In a comprehensive, multi-national study edited by Heath (1995), cultural norms differed greatly among nations across Europe and North America. For example, in Germany, boys were encouraged to drink both with peers and with adults; excessive drinking was considered a rite of passage. In Italy, alcohol, particularly wine, was seen as nourishment. In the Netherlands it was more common to infrequently drink large quantities, while in Poland it was more common for adolescents to frequently drink small quantities. While highlighting the importance of national cultural norms on adolescent drinking, discrepant values occurring within countries were not identified. It is possible that community norms are even more influential in adolescent alcohol use than national norms.

Larsen and Abu-Laban (1968) described three cultural views regarding tolerance of alcohol use: proscriptive (no drinking allowed), prescriptive (some drinking tolerated, but strong values sanctioning how often and how much), and nonscriptive (no constraints on drinking). In general, drinking was found to be the heaviest in nations with nonscriptive views, followed by prescriptive nations, but individual community differences were not examined, and attitudes regarding general alcohol use were not distinguished from attitudes towards adolescent drinking. Krohn, Akers, Radosevich, and Lanza-Kaduce (1985) found that adolescents in prescriptive and nonscriptive environments consumed the most alcohol, while adolescents in proscriptive communities drank less often, and were less likely to drink heavily.

The study also found perceived norms of the 7th and 12th graders’ primary groups (peers, family, and religious groups) were related to personal normative orientations toward alcohol and marijuana, as well as to adolescents’ use of those substances. The content of peer norms was the best predictor of adolescents’ own orientations toward alcohol use; those who thought peer norms were permissive toward alcohol use tended to report the same orientation, while those who thought that peer norms prohibited drinking were more likely to disapprove of it. Perception of the content of adult norms also had considerable impact on adolescents’ attitudes toward alcohol use but was secondary to peers’ norms (Krohn, Akers, Radosevich, & Lanza-Kaduce, 1985). Another study of rural seventh graders found that peer drinking norms predicted both current and perceived future drinking, although perceived adult norms did not (Epstein, Botvin, & Spoth, 2003).
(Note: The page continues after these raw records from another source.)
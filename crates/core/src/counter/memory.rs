use std::collections::BTreeMap;
use std::sync::{PoisonError, RwLock};

use super::{CounterRecord, CounterStore};
use crate::StoreError;

/// In-process counter store.
#[derive(Debug, Default)]
pub struct MemoryCounterStore {
    records: RwLock<BTreeMap<String, CounterRecord>>,
}

impl MemoryCounterStore {
    /// An empty store.
    pub fn new() -> Self {
        Self::default()
    }

    /// A store pre-populated with `(part number, record)` pairs.
    pub fn with_records<I, K>(records: I) -> Self
    where
        I: IntoIterator<Item = (K, CounterRecord)>,
        K: Into<String>,
    {
        Self {
            records: RwLock::new(records.into_iter().map(|(k, r)| (k.into(), r)).collect()),
        }
    }
}

impl CounterStore for MemoryCounterStore {
    fn read_cursor(&self, part_number: &str) -> Result<CounterRecord, StoreError> {
        let records = self.records.read().unwrap_or_else(PoisonError::into_inner);
        records
            .get(part_number)
            .cloned()
            .ok_or_else(|| StoreError::PartNotFound(part_number.to_string()))
    }

    fn advance_cursor(&self, part_number: &str, new_next: &str) -> Result<(), StoreError> {
        let mut records = self.records.write().unwrap_or_else(PoisonError::into_inner);
        let record = records
            .get_mut(part_number)
            .ok_or_else(|| StoreError::PartNotFound(part_number.to_string()))?;
        record.next = new_next.to_string();
        Ok(())
    }

    fn provision(&self, part_number: &str, record: &CounterRecord) -> Result<(), StoreError> {
        let mut records = self.records.write().unwrap_or_else(PoisonError::into_inner);
        records.insert(part_number.to_string(), record.clone());
        Ok(())
    }

    fn list(&self) -> Result<Vec<(String, CounterRecord)>, StoreError> {
        let records = self.records.read().unwrap_or_else(PoisonError::into_inner);
        Ok(records
            .iter()
            .map(|(k, r)| (k.clone(), r.clone()))
            .collect())
    }
}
Non-drinkers and heavy drinkers were more accurate in their ability to estimate peer drinking then moderate drinkers in a study of Finnish adolescents, but increased perceptions of peer use were related to increased personal use for all three categories of drinkers (Lintonen & Konu, 2004). Those with negative attitudes about alcohol were more likely to overestimate others’ use, as were individuals from cultures that restricted alcohol use (Makela, 1997).
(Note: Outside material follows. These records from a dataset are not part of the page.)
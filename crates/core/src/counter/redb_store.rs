use std::path::Path;

use redb::{Database, ReadableTable, TableDefinition};
use tracing::debug;

use super::{CounterRecord, CounterStore};
use crate::StoreError;

/// Part number → JSON-encoded [`CounterRecord`].
const COUNTERS: TableDefinition<&str, &str> = TableDefinition::new("counters");

fn backend(e: impl std::fmt::Display) -> StoreError {
    StoreError::Backend(e.to_string())
}

/// Counter store backed by an embedded redb database file.
///
/// Every call runs in its own transaction. redb admits one write
/// transaction at a time, so an `advance_cursor` never interleaves with
/// another write to the same file.
pub struct RedbCounterStore {
    db: Database,
}

impl RedbCounterStore {
    /// Open or create the database at `path`.
    pub fn open(path: &Path) -> Result<Self, StoreError> {
        let db = Database::create(path).map_err(backend)?;

        // Make sure the table exists so first reads don't fail.
        let txn = db.begin_write().map_err(backend)?;
        {
            let _table = txn.open_table(COUNTERS).map_err(backend)?;
        }
        txn.commit().map_err(backend)?;

        debug!(path = %path.display(), "opened counter database");
        Ok(Self { db })
    }
}

fn decode_record(part_number: &str, raw: &str) -> Result<CounterRecord, StoreError> {
    serde_json::from_str(raw).map_err(|e| StoreError::Corrupt {
        part: part_number.to_string(),
        reason: e.to_string(),
    })
}

fn encode_record(record: &CounterRecord) -> Result<String, StoreError> {
    serde_json::to_string(record).map_err(backend)
}

impl CounterStore for RedbCounterStore {
    fn read_cursor(&self, part_number: &str) -> Result<CounterRecord, StoreError> {
        let txn = self.db.begin_read().map_err(backend)?;
        let table = txn.open_table(COUNTERS).map_err(backend)?;
        let raw = table
            .get(part_number)
            .map_err(backend)?
            .map(|v| v.value().to_string())
            .ok_or_else(|| StoreError::PartNotFound(part_number.to_string()))?;
        decode_record(part_number, &raw)
    }

    fn advance_cursor(&self, part_number: &str, new_next: &str) -> Result<(), StoreError> {
        let txn = self.db.begin_write().map_err(backend)?;
        {
            let mut table = txn.open_table(COUNTERS).map_err(backend)?;
            let raw = table
                .get(part_number)
                .map_err(backend)?
                .map(|v| v.value().to_string())
                .ok_or_else(|| StoreError::PartNotFound(part_number.to_string()))?;
            let mut record = decode_record(part_number, &raw)?;
            record.next = new_next.to_string();
            let encoded = encode_record(&record)?;
            table
                .insert(part_number, encoded.as_str())
                .map_err(backend)?;
        }
        txn.commit().map_err(backend)?;
        debug!(part = part_number, next = new_next, "counter advanced");
        Ok(())
    }

    fn provision(&self, part_number: &str, record: &CounterRecord) -> Result<(), StoreError> {
        let encoded = encode_record(record)?;
        let txn = self.db.begin_write().map_err(backend)?;
        {
            let mut table = txn.open_table(COUNTERS).map_err(backend)?;
            table
                .insert(part_number, encoded.as_str())
                .map_err(backend)?;
        }
        txn.commit().map_err(backend)?;
        Ok(())
    }

    fn list(&self) -> Result<Vec<(String, CounterRecord)>, StoreError> {
        let txn = self.db.begin_read().map_err(backend)?;
        let table = txn.open_table(COUNTERS).map_err(backend)?;
        let mut out = Vec::new();
        for entry in table.iter().map_err(backend)? {
            let (key, value) = entry.map_err(backend)?;
            let part = key.value().to_string();
            let record = decode_record(&part, value.value())?;
            out.push((part, record));
        }
        Ok(out)
    }
}

#[cfg(test)]
mod tests {
    use super::*;

    fn open_temp() -> (tempfile::TempDir, RedbCounterStore) {
        let dir = tempfile::tempdir().unwrap();
        let store = RedbCounterStore::open(&dir.path().join("counters.redb")).unwrap();
        (dir, store)
    }

    #[test]
    fn provision_read_advance() {
        let (_dir, store) = open_temp();
        store
            .provision("PN-7", &CounterRecord::new("00A0", 5000, "base34"))
            .unwrap();
        store.advance_cursor("PN-7", "00A3").unwrap();
        let rec = store.read_cursor("PN-7").unwrap();
        assert_eq!(rec, CounterRecord::new("00A3", 5000, "base34"));
    }

    #[test]
    fn missing_part_is_reported() {
        let (_dir, store) = open_temp();
        assert!(matches!(
            store.read_cursor("ghost"),
            Err(StoreError::PartNotFound(_))
        ));
        assert!(matches!(
            store.advance_cursor("ghost", "0001"),
            Err(StoreError::PartNotFound(_))
        ));
    }

    #[test]
    fn records_survive_reopen() {
        let dir = tempfile::tempdir().unwrap();
        let path = dir.path().join("counters.redb");
        {
            let store = RedbCounterStore::open(&path).unwrap();
            store
                .provision("PN-1", &CounterRecord::new("0001", 10, "decimal"))
                .unwrap();
            store.advance_cursor("PN-1", "0002").unwrap();
        }
        let store = RedbCounterStore::open(&path).unwrap();
        assert_eq!(store.read_cursor("PN-1").unwrap().next, "0002");
        assert_eq!(store.list().unwrap().len(), 1);
    }
}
Perceptions that close friends and peers were drinking were more closely connected to alcohol use than family involvement in one study of adolescents (Olds & Thombs, 2001), and perceptions of close friends’ drinking were more predictive than perceptions of adolescent peers in general (Thombs, Wolcott, & Farkash, 1997). The belief that those using alcohol and drugs were likely to have more friends increased use among rural seventh graders (Vicary, Snyder, & Henry, 2000). Adolescents were more likely to imitate peer use when respondents reported close relations with peers (Rethinam & Reifman, 2002). Friends’ use of alcohol was linked to adolescent use, and personal use was found to change over time in ways parallel to perceived friends’ use (Henry, Slater, & Oetting, 2005). In a longitudinal study, higher levels of friends’ substance use led to increased alcohol use, but the reverse (i.e., higher alcohol use leading to seek friends with higher use), was not supported (Sieving, Perry, & Williams, 2002). Friend approval of alcohol was also linked to perceived diminished potency of alcohol (Martino, Collins, Ellickson, Schell, & McCaffrey (2006). A study of rural high school students (Jenkins, 2001) which examined perceptions of resistance difficulties when offered alcohol or drugs, found peer pressure cited most frequently as a refusal difficulty by nonusers, but seldom mentioned by heavy users.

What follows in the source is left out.